This cut hallucinated results by roughly 90%. The remaining 10% come from edge cases where the tool technically succeeds but returns unexpected data. We're still chasing those.
3. The Context Window Overflow
OpenClaw agents in Slack have a specific problem that doesn't affect CLI or web agents: conversation context grows continuously.
In a busy channel, the agent might process 50-100 messages per hour. Each message, plus any tool calls and their results, goes into the context window. Eventually the context fills, and one of two things happens: the agent starts dropping earlier messages (losing important context), or the API call fails with a token limit error.
We hit this on day 12 when the agent was watching both #engineering and #support simultaneously. Someone asked a question that required context from 3 hours of conversation, and the agent gave an answer based on the last 40 minutes because everything before that had been evicted from context.

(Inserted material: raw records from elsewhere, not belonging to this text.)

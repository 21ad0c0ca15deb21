//! USB subsystem
//!
//! Everything between the OS and the storage layer:
//! - Backend traits over the USB host ([`UsbHost`], [`UsbConnection`])
//! - The rusb implementation of those traits
//! - Mass-storage interface matching and endpoint selection
//! - Device discovery and the session lifecycle

pub mod backend;
pub mod enumerate;
pub mod matcher;
pub mod rusb_backend;
pub mod session;

// Re-export public types
pub use backend::{DiscoveredDevice, UsbConnection, UsbHost, UsbHostError};
pub use enumerate::{DeviceFilter, discover};
pub use matcher::match_interface;
pub use rusb_backend::RusbHost;
pub use session::{CloseReport, Session, SessionError, SessionState};
//! Record error types

use thiserror::Error;

/// Record-level errors
#[derive(Debug, Error)]
pub enum RecordError {
    /// Serialization error from postcard
    #[error("Serialization error: {0}")]
    Serialization(#[from] postcard::Error),

    /// Incompatible record format version detected
    #[error(
        "Incompatible record version: {major}.{minor} (expected {expected_major}.{expected_minor})"
    )]
    IncompatibleVersion {
        major: u8,
        minor: u8,
        expected_major: u8,
        expected_minor: u8,
    },

    /// Frame length exceeds maximum allowed size
    #[error("Frame too large: {size} bytes (max: {max})")]
    FrameTooLarge { size: usize, max: usize },

    /// Incomplete frame data
    #[error("Incomplete frame: expected {expected} bytes, got {actual}")]
    IncompleteFrame { expected: usize, actual: usize },

    /// Frame checksum did not match its payload
    #[error("Checksum mismatch: expected {expected:#010x}, computed {computed:#010x}")]
    ChecksumMismatch { expected: u32, computed: u32 },

    /// I/O error during frame operations
    #[error("I/O error: {0}")]
    Io(#[from] std::io::Error),
}

/// Type alias for record results
pub type Result<T> = std::result::Result<T, RecordError>;
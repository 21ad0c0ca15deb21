//! Record Integration Tests
//!
//! End-to-end tests for the record codec covering:
//! - Field-level fidelity across framed roundtrips
//! - Version gating of foreign records
//! - Sequential framed records on one stream
//! - Interfaces with more endpoints than the bulk pair
//!
//! Run with: `cargo test -p descriptors --test record_tests`

use descriptors::{
    CURRENT_VERSION, DeviceInfo, DeviceSpeed, EndpointInfo, EndpointPair, InterfaceInfo,
    RecordError, SessionRecord, TransferKind, consts, decode_framed, encode_framed, read_framed,
    validate_version, write_framed,
};
use std::io::Cursor;

fn scsi_disk_record() -> SessionRecord {
    let bulk_in = EndpointInfo {
        address: 0x81,
        transfer: TransferKind::Bulk,
        max_packet_size: 512,
    };
    let bulk_out = EndpointInfo {
        address: 0x02,
        transfer: TransferKind::Bulk,
        max_packet_size: 512,
    };
    SessionRecord {
        version: CURRENT_VERSION,
        device: DeviceInfo {
            vendor_id: 0x0951,
            product_id: 0x1666,
            bus_number: 2,
            device_address: 7,
            manufacturer: Some("Kingston".to_string()),
            product: Some("DataTraveler 3.0".to_string()),
            serial_number: Some("60A44C4139ACBE21".to_string()),
            class: 0,
            subclass: 0,
            protocol: 0,
            speed: DeviceSpeed::Super,
            num_configurations: 1,
        },
        interface: InterfaceInfo {
            number: 0,
            alternate_setting: 0,
            class: consts::MASS_STORAGE_CLASS,
            subclass: consts::SUBCLASS_SCSI_TRANSPARENT,
            protocol: consts::PROTOCOL_BULK_ONLY,
            endpoints: vec![bulk_in, bulk_out],
        },
        endpoints: EndpointPair { bulk_in, bulk_out },
    }
}

#[test]
fn test_framed_roundtrip_preserves_every_field() {
    let record = scsi_disk_record();

    let framed = encode_framed(&record).unwrap();
    let decoded = decode_framed(&framed).unwrap();

    assert_eq!(decoded.version, record.version);

    assert_eq!(decoded.device.vendor_id, record.device.vendor_id);
    assert_eq!(decoded.device.product_id, record.device.product_id);
    assert_eq!(decoded.device.bus_number, record.device.bus_number);
    assert_eq!(decoded.device.device_address, record.device.device_address);
    assert_eq!(decoded.device.manufacturer, record.device.manufacturer);
    assert_eq!(decoded.device.product, record.device.product);
    assert_eq!(decoded.device.serial_number, record.device.serial_number);
    assert_eq!(decoded.device.speed, record.device.speed);

    assert_eq!(decoded.interface.number, record.interface.number);
    assert_eq!(decoded.interface.class, consts::MASS_STORAGE_CLASS);
    assert_eq!(decoded.interface.subclass, consts::SUBCLASS_SCSI_TRANSPARENT);
    assert_eq!(decoded.interface.protocol, consts::PROTOCOL_BULK_ONLY);
    assert_eq!(decoded.interface.endpoints, record.interface.endpoints);

    assert_eq!(decoded.endpoints, record.endpoints);
}

#[test]
fn test_record_with_extra_interrupt_endpoint() {
    // Some real sticks expose a third (interrupt) endpoint; the record keeps
    // the full endpoint list while the pair names the two that matter.
    let mut record = scsi_disk_record();
    record.interface.endpoints.push(EndpointInfo {
        address: 0x83,
        transfer: TransferKind::Interrupt,
        max_packet_size: 8,
    });

    let framed = encode_framed(&record).unwrap();
    let decoded = decode_framed(&framed).unwrap();

    assert_eq!(decoded.interface.endpoints.len(), 3);
    assert_eq!(decoded.endpoints.bulk_in.address, 0x81);
    assert_eq!(decoded.endpoints.bulk_out.address, 0x02);
}

#[test]
fn test_foreign_major_version_is_rejected() {
    let mut record = scsi_disk_record();
    record.version.major = CURRENT_VERSION.major + 1;

    // The codec itself stays format-agnostic; the gate is validate_version.
    let framed = encode_framed(&record).unwrap();
    let decoded = decode_framed(&framed).unwrap();

    let result = validate_version(&decoded.version);
    assert!(matches!(
        result,
        Err(RecordError::IncompatibleVersion { .. })
    ));
}

#[test]
fn test_sequential_records_on_one_stream() {
    let first = scsi_disk_record();
    let mut second = scsi_disk_record();
    second.device.device_address = 9;
    second.device.serial_number = None;

    let mut buffer = Vec::new();
    write_framed(&mut buffer, &first).unwrap();
    write_framed(&mut buffer, &second).unwrap();

    let mut cursor = Cursor::new(buffer);
    let a = read_framed(&mut cursor).unwrap();
    let b = read_framed(&mut cursor).unwrap();

    assert_eq!(a.device.device_address, 7);
    assert_eq!(b.device.device_address, 9);
    assert!(b.device.serial_number.is_none());

    // Stream exhausted: the next read fails with an I/O error
    let result = read_framed(&mut cursor);
    assert!(matches!(result, Err(RecordError::Io(_))));
}
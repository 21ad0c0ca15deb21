//! Byte transport over a claimed bulk endpoint pair
//!
//! The session hands its open connection to the storage layer through
//! [`BulkTransport`], which moves raw bytes over the matched bulk IN/OUT
//! endpoints. Block device drivers see only the [`ByteTransport`] trait and
//! stay independent of the USB backend.

use crate::usb::backend::{UsbConnection, UsbHostError};
use descriptors::EndpointPair;
use std::sync::{Arc, Mutex, MutexGuard};
use std::time::Duration;
use tracing::debug;

/// Default timeout for bulk transfers (5 seconds)
const DEFAULT_TRANSFER_TIMEOUT: Duration = Duration::from_secs(5);

/// A connection shared between the session and its transport
///
/// The session keeps one handle for interface release on close; each
/// transport clone keeps another for transfers.
pub type SharedConnection = Arc<Mutex<Box<dyn UsbConnection>>>;

/// Lock a shared connection, mapping a poisoned lock to a transfer error
pub(crate) fn lock_connection(
    connection: &SharedConnection,
) -> Result<MutexGuard<'_, Box<dyn UsbConnection>>, UsbHostError> {
    connection.lock().map_err(|_| UsbHostError::Other {
        message: "connection lock poisoned".to_string(),
    })
}

/// Raw byte stream to and from a storage device
///
/// Reads fill the caller's buffer from the device; writes send the caller's
/// bytes to the device. Both return the number of bytes actually moved.
pub trait ByteTransport: Send {
    /// Read bytes from the device into `buf`
    fn read_bytes(&mut self, buf: &mut [u8]) -> Result<usize, UsbHostError>;

    /// Write bytes from `data` to the device
    fn write_bytes(&mut self, data: &[u8]) -> Result<usize, UsbHostError>;
}

/// Byte transport over the bulk endpoint pair of a claimed interface
#[derive(Clone)]
pub struct BulkTransport {
    connection: SharedConnection,
    endpoints: EndpointPair,
    timeout: Duration,
}

impl BulkTransport {
    /// Create a transport over an open connection and its matched endpoints
    pub fn new(connection: SharedConnection, endpoints: EndpointPair) -> Self {
        Self {
            connection,
            endpoints,
            timeout: DEFAULT_TRANSFER_TIMEOUT,
        }
    }

    /// Create a transport with a custom transfer timeout
    pub fn with_timeout(
        connection: SharedConnection,
        endpoints: EndpointPair,
        timeout: Duration,
    ) -> Self {
        Self {
            connection,
            endpoints,
            timeout,
        }
    }

    /// Change the transfer timeout
    pub fn set_timeout(&mut self, timeout: Duration) {
        self.timeout = timeout;
    }

    /// The endpoint pair this transport moves bytes over
    pub fn endpoints(&self) -> EndpointPair {
        self.endpoints
    }
}

impl ByteTransport for BulkTransport {
    fn read_bytes(&mut self, buf: &mut [u8]) -> Result<usize, UsbHostError> {
        let endpoint = self.endpoints.bulk_in.address;
        debug!("Bulk IN: endpoint={:#x}, len={}", endpoint, buf.len());
        lock_connection(&self.connection)?.bulk_in(endpoint, buf, self.timeout)
    }

    fn write_bytes(&mut self, data: &[u8]) -> Result<usize, UsbHostError> {
        let endpoint = self.endpoints.bulk_out.address;
        debug!("Bulk OUT: endpoint={:#x}, len={}", endpoint, data.len());
        lock_connection(&self.connection)?.bulk_out(endpoint, data, self.timeout)
    }
}
//! Cost schedule output structures

use super::discount::CostPair;
use serde::{Deserialize, Serialize};

/// Identifies one item column of the schedule
#[derive(Debug, Clone, PartialEq, Eq, Serialize, Deserialize)]
pub struct ItemColumn {
    /// Index into `CostSchedule::categories`
    pub category: usize,
    pub name: String,
}

/// A single year of the schedule
#[derive(Debug, Clone, PartialEq, Serialize, Deserialize)]
pub struct CostScheduleRow {
    // Timing
    pub year: i32,
    pub years_elapsed: u32,
    /// 1.0, or the fractional remainder for the terminal row
    pub year_weight: f64,
    pub age: Option<f64>,

    /// Aligned with `CostSchedule::columns`
    pub item_costs: Vec<CostPair>,

    /// Aligned with `CostSchedule::categories`
    pub category_costs: Vec<CostPair>,

    // Row totals
    pub total_nominal: f64,
    pub total_present_value: f64,

    // Running totals including this row
    pub cumulative_nominal: f64,
    pub cumulative_present_value: f64,
}

impl CostScheduleRow {
    pub fn new(year: i32, years_elapsed: u32, year_weight: f64, items: usize, categories: usize) -> Self {
        Self {
            year,
            years_elapsed,
            year_weight,
            age: None,
            item_costs: vec![CostPair::default(); items],
            category_costs: vec![CostPair::default(); categories],
            total_nominal: 0.0,
            total_present_value: 0.0,
            cumulative_nominal: 0.0,
            cumulative_present_value: 0.0,
        }
    }

    /// Whether this row covers only part of a year
    pub fn is_partial(&self) -> bool {
        self.year_weight < 1.0
    }
}

/// Ordered year-by-year schedule for a whole plan
#[derive(Debug, Clone, Default, PartialEq, Serialize, Deserialize)]
pub struct CostSchedule {
    pub categories: Vec<String>,
    pub columns: Vec<ItemColumn>,
    pub rows: Vec<CostScheduleRow>,
}

impl CostSchedule {
    pub fn new(categories: Vec<String>, columns: Vec<ItemColumn>) -> Self {
        Self {
            categories,
            columns,
            rows: Vec::new(),
        }
    }

    /// Append a row, carrying the running totals forward from the previous one
    pub fn push_row(&mut self, mut row: CostScheduleRow) {
        let (prior_nominal, prior_pv) = self
            .rows
            .last()
            .map(|r| (r.cumulative_nominal, r.cumulative_present_value))
            .unwrap_or((0.0, 0.0));
        row.cumulative_nominal = prior_nominal + row.total_nominal;
        row.cumulative_present_value = prior_pv + row.total_present_value;
        self.rows.push(row);
    }

    pub fn len(&self) -> usize {
        self.rows.len()
    }

    pub fn is_empty(&self) -> bool {
        self.rows.is_empty()
    }

    /// The final row if it covers a partial year
    pub fn terminal_partial_row(&self) -> Option<&CostScheduleRow> {
        self.rows.last().filter(|r| r.is_partial())
    }

    pub fn row_for_year(&self, year: i32) -> Option<&CostScheduleRow> {
        self.rows.iter().find(|r| r.year == year)
    }

    /// Per-column totals over all rows
    pub fn item_totals(&self) -> Vec<CostPair> {
        let mut totals = vec![CostPair::default(); self.columns.len()];
        for row in &self.rows {
            for (total, cost) in totals.iter_mut().zip(&row.item_costs) {
                total.add(*cost);
            }
        }
        totals
    }

    /// Sum of row totals, accumulated independently of the running columns
    pub fn sum_of_row_totals(&self) -> CostPair {
        let mut sum = CostPair::default();
        for row in &self.rows {
            sum.add(CostPair::new(row.total_nominal, row.total_present_value));
        }
        sum
    }

    /// Final running totals
    pub fn final_cumulative(&self) -> CostPair {
        self.rows
            .last()
            .map(|r| CostPair::new(r.cumulative_nominal, r.cumulative_present_value))
            .unwrap_or_default()
    }
}
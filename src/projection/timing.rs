//! Per-year applicability of an item

use crate::catalog::Timing;

/// Weight in `[0, 1]` of an item's annual cost in `year`.
///
/// `year_weight` is 1.0 for full years and the fractional remainder for the
/// terminal row. Recurring items are prorated by it; discrete and one-time
/// occurrences are events and always count in full.
pub fn resolve(timing: &Timing, year: i32, year_weight: f64) -> f64 {
    match timing {
        Timing::Recurring { start_year, end_year } => {
            if (*start_year..=*end_year).contains(&year) {
                year_weight
            } else {
                0.0
            }
        }
        Timing::Discrete { years } => {
            if years.contains(&year) {
                1.0
            } else {
                0.0
            }
        }
        Timing::OneTime { year: occurs } => {
            if *occurs == year {
                1.0
            } else {
                0.0
            }
        }
    }
}
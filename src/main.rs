//! Care Cost Projection CLI
//!
//! Command-line interface for projecting, validating and comparing care plans

use anyhow::{bail, Context, Result};
use care_cost_projection::analysis::{AnalysisConfig, DEFAULT_TOLERANCE};
use care_cost_projection::catalog::load_categories;
use care_cost_projection::plan::loader::DEFAULT_PLAN_PATH;
use care_cost_projection::plan::{load_plan_config, PlanConfig};
use care_cost_projection::projection::ProjectionResult;
use care_cost_projection::{Catalog, Category, Evaluee, Item, Plan, PlanReport, ProjectionSettings, ScenarioRunner, ScenarioSet};
use clap::{Parser, Subcommand};
use std::fs::File;
use std::io::BufWriter;
use std::path::{Path, PathBuf};

#[derive(Parser)]
#[command(name = "care_cost_projection", version, about = "Life care plan cost projection")]
struct Cli {
    #[command(subcommand)]
    command: Commands,
}

#[derive(Subcommand)]
enum Commands {
    /// Project a plan and print the summary, sensitivity and validation
    Calculate {
        #[arg(long, default_value = DEFAULT_PLAN_PATH)]
        plan: PathBuf,

        /// Replace the plan's categories with items from a CSV file
        #[arg(long)]
        items: Option<PathBuf>,

        /// Project this scenario instead of the baseline
        #[arg(long)]
        scenario: Option<String>,

        /// Write the full report as JSON
        #[arg(long)]
        json: Option<PathBuf>,

        /// Write the year-by-year schedule as CSV
        #[arg(long)]
        csv: Option<PathBuf>,

        #[arg(long)]
        no_sensitivity: bool,

        /// Dollar tolerance for reconciliation checks
        #[arg(long, default_value_t = DEFAULT_TOLERANCE)]
        tolerance: f64,
    },
    /// Check a plan file without projecting it
    Validate {
        #[arg(long, default_value = DEFAULT_PLAN_PATH)]
        plan: PathBuf,
    },
    /// Print an example plan file
    Example,
    /// Project every scenario in a plan file and compare to the baseline
    Compare {
        #[arg(long, default_value = DEFAULT_PLAN_PATH)]
        plan: PathBuf,

        #[arg(long)]
        json: Option<PathBuf>,
    },
}

fn main() -> Result<()> {
    env_logger::init();

    let cli = Cli::parse();
    match cli.command {
        Commands::Calculate {
            plan,
            items,
            scenario,
            json,
            csv,
            no_sensitivity,
            tolerance,
        } => {
            let analysis = AnalysisConfig {
                tolerance,
                run_sensitivity: !no_sensitivity,
                ..AnalysisConfig::default()
            };
            calculate(&plan, items.as_deref(), scenario.as_deref(), json.as_deref(), csv.as_deref(), analysis)
        }
        Commands::Validate { plan } => validate_plan(&plan),
        Commands::Example => print_example(),
        Commands::Compare { plan, json } => compare(&plan, json.as_deref()),
    }
}

fn read_config(path: &Path) -> Result<PlanConfig> {
    load_plan_config(path).with_context(|| format!("failed to load plan: {}", path.display()))
}

fn calculate(
    plan_path: &Path,
    items: Option<&Path>,
    scenario: Option<&str>,
    json: Option<&Path>,
    csv: Option<&Path>,
    analysis: AnalysisConfig,
) -> Result<()> {
    let mut config = read_config(plan_path)?;
    if let Some(items) = items {
        config.categories =
            load_categories(items).with_context(|| format!("failed to load items: {}", items.display()))?;
    }

    let mut scenarios = ScenarioSet::from_config(&config).context("invalid plan")?;
    if let Some(name) = scenario {
        scenarios.set_active(name)?;
    }
    let active = scenarios.active();

    println!("Care Cost Projection v{}", env!("CARGO_PKG_VERSION"));
    println!("{}\n", "=".repeat(30));
    println!("Plan: {} ({})", active.plan.name, active.name);
    if let Some(evaluee) = &active.plan.evaluee {
        println!("  Evaluee: {}, age {:.1}", evaluee.name, evaluee.current_age);
    }

    let report = ScenarioRunner::with_config(analysis).run(&active.plan)?;
    print_report(&report);

    if let Some(path) = csv {
        write_schedule_csv(&report.result, path)?;
        println!("\nSchedule written to {}", path.display());
    }
    if let Some(path) = json {
        write_json(&report, path)?;
        println!("Report written to {}", path.display());
    }

    Ok(())
}

fn print_report(report: &PlanReport) {
    let summary = &report.result.summary;

    println!("  Period: {}-{} ({} years, {} rows)", summary.first_year, summary.last_year, summary.projection_years, summary.row_count);
    if summary.discounting_enabled {
        println!("  Discount rate: {:.2}%", summary.discount_rate * 100.0);
    } else {
        println!("  Discounting: disabled");
    }
    println!();

    println!("{:<28} {:>6} {:>18} {:>18}", "Category", "Items", "Nominal", "Present Value");
    println!("{}", "-".repeat(73));
    for category in &report.result.categories {
        println!(
            "{:<28} {:>6} {:>18.2} {:>18.2}",
            category.name, category.item_count, category.total_nominal, category.total_present_value
        );
    }
    println!("{}", "-".repeat(73));
    println!("{:<28} {:>6} {:>18.2} {:>18.2}", "Total", "", summary.total_nominal, summary.total_present_value);
    println!("Average annual cost: ${:.2}", summary.average_annual_cost);

    if let Some(sensitivity) = &report.sensitivity {
        println!("\nDiscount Rate Sensitivity:");
        println!("{:>8} {:>10} {:>18} {:>10}", "Shift", "Rate", "Present Value", "Change");
        for variant in &sensitivity.variants {
            println!(
                "{:>+7.2}% {:>9.2}% {:>18.2} {:>+9.2}%",
                variant.delta * 100.0,
                variant.discount_rate * 100.0,
                variant.total_present_value,
                variant.percent_change
            );
        }
    }

    println!(
        "\nValidation: {}/{} checks passed",
        report.validation.passed_count(),
        report.validation.checks.len()
    );
    for check in report.validation.failures() {
        println!("  FAILED {}: {} (delta {:.6})", check.name, check.description, check.delta);
    }
}

fn write_schedule_csv(result: &ProjectionResult, path: &Path) -> Result<()> {
    let file = File::create(path).with_context(|| format!("unable to create {}", path.display()))?;
    let mut writer = csv::Writer::from_writer(BufWriter::new(file));
    let schedule = &result.schedule;

    let mut header = vec!["Year".to_string(), "YearsElapsed".to_string(), "Weight".to_string(), "Age".to_string()];
    header.extend(
        schedule
            .columns
            .iter()
            .map(|column| format!("{}: {}", schedule.categories[column.category], column.name)),
    );
    header.extend(
        ["TotalNominal", "TotalPresentValue", "CumulativeNominal", "CumulativePresentValue"].map(String::from),
    );
    writer.write_record(&header)?;

    for row in &schedule.rows {
        let mut record = vec![
            row.year.to_string(),
            row.years_elapsed.to_string(),
            format!("{:.4}", row.year_weight),
            row.age.map(|age| format!("{:.1}", age)).unwrap_or_default(),
        ];
        record.extend(row.item_costs.iter().map(|cost| format!("{:.2}", cost.nominal)));
        record.extend(
            [
                row.total_nominal,
                row.total_present_value,
                row.cumulative_nominal,
                row.cumulative_present_value,
            ]
            .map(|value| format!("{:.2}", value)),
        );
        writer.write_record(&record)?;
    }

    writer.flush()?;
    Ok(())
}

fn write_json<T: serde::Serialize>(value: &T, path: &Path) -> Result<()> {
    let file = File::create(path).with_context(|| format!("unable to create {}", path.display()))?;
    serde_json::to_writer_pretty(BufWriter::new(file), value)?;
    Ok(())
}

fn validate_plan(path: &Path) -> Result<()> {
    let config = read_config(path)?;
    let scenarios = ScenarioSet::from_config(&config).context("invalid plan")?;

    for scenario in scenarios.iter() {
        let plan = &scenario.plan;
        println!(
            "{}: {} categories, {} items, {}",
            scenario.name,
            plan.catalog.categories().len(),
            plan.catalog.item_count(),
            plan.settings.period_label()
        );
        for (category, item) in plan.zero_impact_items() {
            println!("  no years in horizon: {} / {}", category, item);
        }
        for overlap in plan.overlaps() {
            println!(
                "  overlap in {}: '{}' and '{}' share {} years",
                overlap.category,
                overlap.first,
                overlap.second,
                overlap.years.len()
            );
        }
    }

    println!("Plan is valid");
    Ok(())
}

fn print_example() -> Result<()> {
    let settings = ProjectionSettings::new(2025, 39.4, 0.035)?;
    let catalog = Catalog::new(vec![
        Category::new("Physician Evaluation", 0.032)
            .with_item(Item::recurring("Neurology", 444.33, 1.0, 0.032, 2025, 2064)?),
        Category::new("Medications", 0.016)
            .with_item(Item::recurring("Gabapentin", 277.40, 12.0, 0.016, 2025, 2064)?),
        Category::new("Surgeries", 0.035)
            .with_item(Item::discrete("Shoulder Arthroscopy", 130600.45, 1.0, 0.035, [2030, 2045])?),
    ])?;
    let plan = Plan::new("Example Plan", settings, catalog).with_evaluee(Evaluee::new("Jane Doe", 37.8)?);

    println!("{}", serde_json::to_string_pretty(&plan.to_config())?);
    Ok(())
}

fn compare(path: &Path, json: Option<&Path>) -> Result<()> {
    let config = read_config(path)?;
    let scenarios = ScenarioSet::from_config(&config).context("invalid plan")?;
    if scenarios.len() < 2 {
        bail!("plan '{}' has no scenarios to compare", config.name);
    }

    let comparison = ScenarioRunner::new().compare(&scenarios)?;

    println!("{:<24} {:>6} {:>7} {:>7} {:>18} {:>18} {:>9}", "Scenario", "Items", "Years", "Rate", "Nominal", "Present Value", "Change");
    println!("{}", "-".repeat(95));
    for row in &comparison {
        println!(
            "{:<24} {:>6} {:>7.2} {:>6.2}% {:>18.2} {:>18.2} {:>+8.2}%",
            row.name,
            row.item_count,
            row.projection_years,
            row.discount_rate * 100.0,
            row.total_nominal,
            row.total_present_value,
            row.percent_change
        );
    }

    if let Some(path) = json {
        write_json(&comparison, path)?;
        println!("\nComparison written to {}", path.display());
    }
    Ok(())
}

The fix is a summarisation layer. Every 30 minutes, the agent compresses older conversation into a summary: "In the last 2 hours, the team discussed the billing migration. Key decisions: schema change approved, launch date set for Thursday. Open questions: API backward compatibility." This summary takes 200 tokens instead of 8,000. We wrote this as an MCP tool so the agent can call it when its context gets large.
On SlackClaw, this is handled automatically — the platform manages context windows per channel and runs summarisation in the background. Building it yourself is doable but you'll spend a week getting the summarisation prompts right.
4. The Permission Escalation
This wasn't a failure exactly — it was working as designed, which was the problem.
Our agent had a tool that could update Linear tickets. We'd configured it so anyone could ask the agent to update tickets, because we thought "updating a ticket" was a low-risk operation.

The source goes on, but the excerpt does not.